### PROBLEM DETAILS
Among the entries, find the lines with the string "classify" and copy them.

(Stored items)
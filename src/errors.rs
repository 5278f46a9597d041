/*!
 * Error Types
 *
 * `UnexpectedCode` describes a fatal pthread result. It is what the abort
 * report prints and what [`Op::check`](crate::classify::Op::check) returns on
 * the non-terminating path.
 */

use crate::classify::Op;
use libc::c_int;
use miette::Diagnostic;
use nix::errno::Errno;
use thiserror::Error;

/// A pthread call returned a code its operation does not allow
#[derive(Error, Debug, Clone, Copy, PartialEq, Eq, Diagnostic)]
#[error("{} returned {}", .op.name(), describe(.code))]
#[diagnostic(
    code(pthread::unexpected_code),
    help("The primitive was misused (invalid or destroyed handle, wrong owner, double lock) or the system ran out of a resource.")
)]
pub struct UnexpectedCode {
    op: Op,
    code: c_int,
}

impl UnexpectedCode {
    pub const fn new(op: Op, code: c_int) -> Self {
        Self { op, code }
    }

    #[inline]
    pub const fn op(&self) -> Op {
        self.op
    }

    #[inline]
    pub const fn code(&self) -> c_int {
        self.code
    }

    /// Errno view of the code
    ///
    /// Codes outside the errno range (pthread's negative sentinels) map to
    /// `Errno::UnknownErrno`.
    pub fn errno(&self) -> Errno {
        Errno::from_raw(self.code)
    }
}

fn describe(code: &c_int) -> String {
    let code = *code;
    match Errno::from_raw(code) {
        Errno::UnknownErrno => format!("unknown code {}", code),
        errno => format!("{} ({})", errno, code),
    }
}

### WRITTEN ANSWER
 * report prints and what [`Op::check`](crate::classify::Op::check) returns on
use crate::classify::Op;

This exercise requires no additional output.